Halide thiocarbamate linked compounds are synthesized as follows. A cannabinoid (CBD in this example) is reacted with thiophosgene (or a suitable thiophosgene surrogate) and an aminoalkyl halide ([18370-81-5] in this example) under standard basic conditions to form the desired thiocarbamate linked product.

Halide thiocarbonate linked compounds are synthesized as follows. A cannabinoid (CBD in this example) is reacted with thiophosgene (or a suitable thiophosgene surrogate) and a hydroxyalkyl halide ([627-18-9] in this example) under standard basic conditions to form the desired thiocarbonate linked product.

Halide thioimidate linked compounds are synthesized as follows. A cannabinoid (CBD in this example) is reacted with an imidocarbonyl chloride (in this case [5652-90-4]) and a haloalkyl thiol ([75694-39-2] in this example) under standard basic conditions to form the desired thioimidate linked product.

Halide thiophosphinodiamide linked compounds are synthesized as follows. Using conditions similar to those referenced in the epoxide thiophosphinodiamide Scheme, dimethylphosphoramidothioic dichloride ([1498-65-3]) is reacted with a cannabinoid (CBD in this example) and an aminoalkyl halide ([18370-81-5] in this example) to form the desired product.

Halide xanthate linked compounds are synthesized as follows.

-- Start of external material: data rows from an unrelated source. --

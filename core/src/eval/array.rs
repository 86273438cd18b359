//! Array rules.
//!
//! Ordered arrays walk a cursor: each item takes elements from the cursor
//! on, first `min` times (mandatory), then greedily up to `max`. Greedy
//! means taken elements are never given back, so a later item that needed
//! them fails instead of the engine retrying with fewer.
//!
//! Unordered arrays let each item claim any unclaimed elements. Claims are
//! shared through [`ArrayBehavior::checked`], so no element is counted twice.
//!
//! Group items match against the whole array through a branch of the
//! behavior, merged back only on success.

use super::{evaluate_rule, is_group, is_negated, ArrayBehavior, Behavior, EvalContext, EvaluationResult};
use crate::render::elide;
use crate::repetition::{Repetition, RepetitionError};
use crate::rule::{Combinator, Item, Rule};
use crate::RULE_ELIDE_LEN;
use serde_json::Value;
use std::ops::ControlFlow;

pub(super) fn evaluate(
    rule: &Rule,
    items: &[Item],
    data: &Value,
    ctx: &mut EvalContext<'_>,
    inherited: Option<&mut ArrayBehavior>,
) -> EvaluationResult {
    let Value::Array(elements) = data else {
        return EvaluationResult::fail(format!("expected array but got {}", kind_of(data)));
    };
    let mut own;
    let behavior = match inherited {
        Some(behavior) => behavior,
        None if items.is_empty() => {
            return if elements.is_empty() {
                EvaluationResult::pass()
            } else {
                EvaluationResult::fail(format!(
                    "array of {} items where an empty array is expected",
                    elements.len()
                ))
            };
        }
        None => {
            own = ArrayBehavior::new();
            &mut own
        }
    };
    if behavior.ordered && !rule.annotations.is_unordered() {
        ordered(items, elements, data, ctx, behavior)
    } else {
        unordered(items, elements, data, ctx, behavior)
    }
}

fn kind_of(data: &Value) -> &'static str {
    match data {
        Value::Null => "null",
        Value::Bool(_) => "boolean",
        Value::Number(_) => "number",
        Value::String(_) => "string",
        Value::Array(_) => "array",
        Value::Object(_) => "object",
    }
}

/// `Choice` after a success and `Sequence` after a failure end the item walk.
fn short_circuits(item: &Item, previous: Option<&EvaluationResult>) -> bool {
    match (item.combinator, previous) {
        (Some(Combinator::Choice), Some(previous)) => previous.success,
        (Some(Combinator::Sequence), Some(previous)) => !previous.success,
        _ => false,
    }
}

// ═══════════════════════════════════════════════════════════════════════════════
// Ordered
// ═══════════════════════════════════════════════════════════════════════════════

fn ordered(
    items: &[Item],
    elements: &[Value],
    data: &Value,
    ctx: &mut EvalContext<'_>,
    behavior: &mut ArrayBehavior,
) -> EvaluationResult {
    let mut cursor = behavior.last_index;
    let mut result: Option<EvaluationResult> = None;
    for item in items {
        if short_circuits(item, result.as_ref()) {
            break;
        }
        let step = if is_group(ctx.mapping(), &item.rule) {
            ordered_group(item, data, ctx, behavior, &mut cursor)
        } else {
            ordered_element(item, elements, ctx, behavior, &mut cursor)
        };
        match step {
            ControlFlow::Continue(outcome) => result = Some(outcome),
            ControlFlow::Break(failure) => return failure,
        }
    }
    behavior.last_index = cursor;
    match result {
        Some(failure) if !failure.success => failure,
        _ if behavior.extra_prohibited && cursor < elements.len() => EvaluationResult::fail(format!(
            "more items in array than specified: {} of {} matched",
            cursor,
            elements.len()
        )),
        result => result.unwrap_or_else(EvaluationResult::pass),
    }
}

/// Match a plain item against elements at the cursor.
///
/// Breaks when the array runs out during the mandatory part.
fn ordered_element(
    item: &Item,
    elements: &[Value],
    ctx: &mut EvalContext<'_>,
    behavior: &mut ArrayBehavior,
    cursor: &mut usize,
) -> ControlFlow<EvaluationResult, EvaluationResult> {
    let repetition = item.repetition();
    let mut count = 0;
    while count < repetition.min {
        let Some(element) = elements.get(*cursor) else {
            return ControlFlow::Break(EvaluationResult::fail(format!(
                "array is not large enough for {}",
                render(item)
            )));
        };
        let result = evaluate_rule(&item.rule, element, ctx, None);
        if !result.success {
            return ControlFlow::Continue(result);
        }
        behavior.checked.insert(*cursor);
        *cursor += 1;
        count += 1;
    }
    while repetition.allows_more(count) {
        let Some(element) = elements.get(*cursor) else {
            break;
        };
        if !evaluate_rule(&item.rule, element, ctx, None).success {
            break;
        }
        behavior.checked.insert(*cursor);
        *cursor += 1;
        count += 1;
    }
    ControlFlow::Continue(tally(item, repetition, count))
}

/// Match a group item against the array from the cursor on.
fn ordered_group(
    item: &Item,
    data: &Value,
    ctx: &mut EvalContext<'_>,
    behavior: &mut ArrayBehavior,
    cursor: &mut usize,
) -> ControlFlow<EvaluationResult, EvaluationResult> {
    let repetition = item.repetition();
    let negated = is_negated(ctx.mapping(), &item.rule);
    let len = data.as_array().map_or(0, Vec::len);
    let mut count = 0;
    while repetition.allows_more(count) {
        let mandatory = count < repetition.min;
        if *cursor >= len {
            if mandatory {
                return ControlFlow::Break(EvaluationResult::fail(format!(
                    "array is not large enough for {}",
                    render(item)
                )));
            }
            break;
        }
        let mut branch = behavior.branch(*cursor, true);
        let result = evaluate_rule(&item.rule, data, ctx, Some(Behavior::Array(&mut branch)));
        if !result.success {
            if mandatory {
                return ControlFlow::Continue(result);
            }
            break;
        }
        count += 1;
        if negated {
            break;
        }
        let advanced = branch.last_index > *cursor;
        *cursor = branch.last_index;
        behavior.merge(branch);
        if !advanced {
            count = count.max(repetition.min);
            break;
        }
    }
    ControlFlow::Continue(tally(item, repetition, count))
}

// ═══════════════════════════════════════════════════════════════════════════════
// Unordered
// ═══════════════════════════════════════════════════════════════════════════════

fn unordered(
    items: &[Item],
    elements: &[Value],
    data: &Value,
    ctx: &mut EvalContext<'_>,
    behavior: &mut ArrayBehavior,
) -> EvaluationResult {
    let mut highest = behavior.last_index;
    let mut result: Option<EvaluationResult> = None;
    for item in items {
        if short_circuits(item, result.as_ref()) {
            break;
        }
        let repetition = item.repetition();
        let count = if is_group(ctx.mapping(), &item.rule) {
            unordered_group(item, data, ctx, behavior, &mut highest)
        } else {
            unordered_element(item, elements, ctx, behavior, &mut highest)
        };
        result = Some(tally(item, repetition, count));
    }
    behavior.last_index = highest;
    match result {
        Some(failure) if !failure.success => failure,
        _ if behavior.extra_prohibited && behavior.checked.len() < elements.len() => {
            EvaluationResult::fail(format!(
                "more items in array than specified: {} of {} matched",
                behavior.checked.len(),
                elements.len()
            ))
        }
        result => result.unwrap_or_else(EvaluationResult::pass),
    }
}

/// Claim unclaimed elements for a plain item, up to its maximum.
fn unordered_element(
    item: &Item,
    elements: &[Value],
    ctx: &mut EvalContext<'_>,
    behavior: &mut ArrayBehavior,
    highest: &mut usize,
) -> u32 {
    let repetition = item.repetition();
    let mut count = 0;
    for (index, element) in elements.iter().enumerate().skip(behavior.last_index) {
        if !repetition.allows_more(count) {
            break;
        }
        if behavior.checked.contains(&index) {
            continue;
        }
        if evaluate_rule(&item.rule, element, ctx, None).success {
            behavior.checked.insert(index);
            *highest = (*highest).max(index);
            count += 1;
        }
    }
    count
}

/// Let a group item claim elements, up to its maximum number of matches.
fn unordered_group(
    item: &Item,
    data: &Value,
    ctx: &mut EvalContext<'_>,
    behavior: &mut ArrayBehavior,
    highest: &mut usize,
) -> u32 {
    let repetition = item.repetition();
    let negated = is_negated(ctx.mapping(), &item.rule);
    let mut count = 0;
    while repetition.allows_more(count) {
        let mut branch = behavior.branch(*highest, false);
        if !evaluate_rule(&item.rule, data, ctx, Some(Behavior::Array(&mut branch))).success {
            break;
        }
        count += 1;
        if negated {
            break;
        }
        let claimed = branch.checked.len() > behavior.checked.len();
        *highest = (*highest).max(branch.last_index);
        behavior.merge(branch);
        if !claimed {
            count = count.max(repetition.min);
            break;
        }
    }
    count
}

// ═══════════════════════════════════════════════════════════════════════════════
// Repetition accounting
// ═══════════════════════════════════════════════════════════════════════════════

fn render(item: &Item) -> String {
    elide(&item.to_string(), RULE_ELIDE_LEN)
}

fn tally(item: &Item, repetition: Repetition, count: u32) -> EvaluationResult {
    match repetition.check(count) {
        Ok(()) => EvaluationResult::pass(),
        Err(RepetitionError::BelowMinimum) if count == 0 => {
            EvaluationResult::fail(format!("array does not contain {}", render(item)))
        }
        Err(RepetitionError::BelowMinimum) => EvaluationResult::fail(format!(
            "array does not have enough {}: {count} of at least {}",
            render(item),
            repetition.min
        )),
        Err(RepetitionError::AboveMaximum) => EvaluationResult::fail(format!(
            "array has too many {}: {count}",
            render(item)
        )),
        Err(RepetitionError::StepMismatch) => EvaluationResult::fail(format!(
            "array has {count} of {}, off the repetition step",
            render(item)
        )),
    }
}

A cannabinoid (CBD in this example) is reacted with thiophosgene (or a suitable thiophosgene surrogate) and a haloalkyl thiol ([75694-39-2] in this example) under standard basic conditions to form the desired xanthate linked product.

Compounds linked to the temozolomide component are synthesized as follows. The iodo acid [7425-27-6] is reacted with a cannabinoid (CBD) under standard esterification conditions to give the iodo ester intermediate. Following conditions (see Scheme) similar to those published for the synthesis of temozolomide from iodomethane, the desired compound is produced by N-alkylation of [108030-65-5].

Ester compounds linked to the 5-fluorouracil component at the 1-position are synthesized as follows. The known building block [6214-60-4] is reacted with a cannabinoid (CBD) under standard esterification conditions to give the product.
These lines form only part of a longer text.